#### How to complete this task
Find how many lines in the material below hold the word "ServerMessage". Reply with that figure alone.

#### Available data
▼

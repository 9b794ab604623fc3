//! Decoding of raw inbound text frames.

use serde_json::Value;
use thiserror::Error;

use crate::messages::ServerMessage;

/// Why an inbound frame could not be decoded.
#[derive(Debug, Error)]
pub enum DecodeError {
    #[error("frame is not valid JSON: {0}")]
    InvalidJson(#[source] serde_json::Error),

    #[error("frame has no string `type` field")]
    MissingType,

    #[error("`{kind}` frame has unexpected shape: {source}")]
    InvalidShape {
        kind: String,
        #[source]
        source: serde_json::Error,
    },
}

/// Body of a decoded frame.
#[derive(Debug, Clone, PartialEq)]
pub enum FrameBody {
    Typed(ServerMessage),
    /// `type` not recognised by this client; the whole frame is kept
    Untyped(Value),
}

/// A decoded inbound frame.
#[derive(Debug, Clone, PartialEq)]
pub struct DecodedFrame {
    pub kind: String,
    /// Correlation id echoed by the server for request/response frames
    pub request_id: Option<String>,
    pub body: FrameBody,
}

impl DecodedFrame {
    pub fn typed(&self) -> Option<&ServerMessage> {
        match &self.body {
            FrameBody::Typed(message) => Some(message),
            FrameBody::Untyped(_) => None,
        }
    }

    /// Frame body as JSON, used when resolving a pending request.
    pub fn to_value(&self) -> Value {
        match &self.body {
            FrameBody::Typed(message) => serde_json::to_value(message).unwrap_or(Value::Null),
            FrameBody::Untyped(value) => value.clone(),
        }
    }
}

/// Decode one text frame.
pub fn decode_frame(text: &str) -> Result<DecodedFrame, DecodeError> {
    let value: Value = serde_json::from_str(text).map_err(DecodeError::InvalidJson)?;

    let kind = value
        .get("type")
        .and_then(Value::as_str)
        .ok_or(DecodeError::MissingType)?
        .to_string();
    let request_id = value
        .get("request_id")
        .and_then(Value::as_str)
        .map(str::to_string);

    let body = if ServerMessage::is_known_type(&kind) {
        let message = serde_json::from_value(value).map_err(|source| DecodeError::InvalidShape {
            kind: kind.clone(),
            source,
        })?;
        FrameBody::Typed(message)
    } else {
        FrameBody::Untyped(value)
    };

    Ok(DecodedFrame {
        kind,
        request_id,
        body,
    })
}
//! WebSocket session: transport, lifecycle timers, and the inbound pipeline.
//!
//! - `transport`: socket abstraction and the tokio-tungstenite connector
//! - `session`: the connection task that owns all session state
//! - `client`: cloneable handle to the connection task
//! - `shared`: reference-counted leases over one client
//! - `backoff`, `heartbeat`, `batcher`, `dispatcher`: pure building blocks
//!   driven by the connection task

pub mod backoff;
pub mod batcher;
pub mod client;
pub mod dispatcher;
pub mod heartbeat;
pub mod session;
pub mod shared;
pub mod transport;

pub use client::{RealtimeClient, NORMAL_CLOSURE};
pub use session::{SendOutcome, SessionSnapshot};
pub use shared::{ClientLease, SharedClient};
pub use transport::{Connector, Socket, SocketEvent, TungsteniteConnector, WireFrame};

▲

#### Answer to this problem
4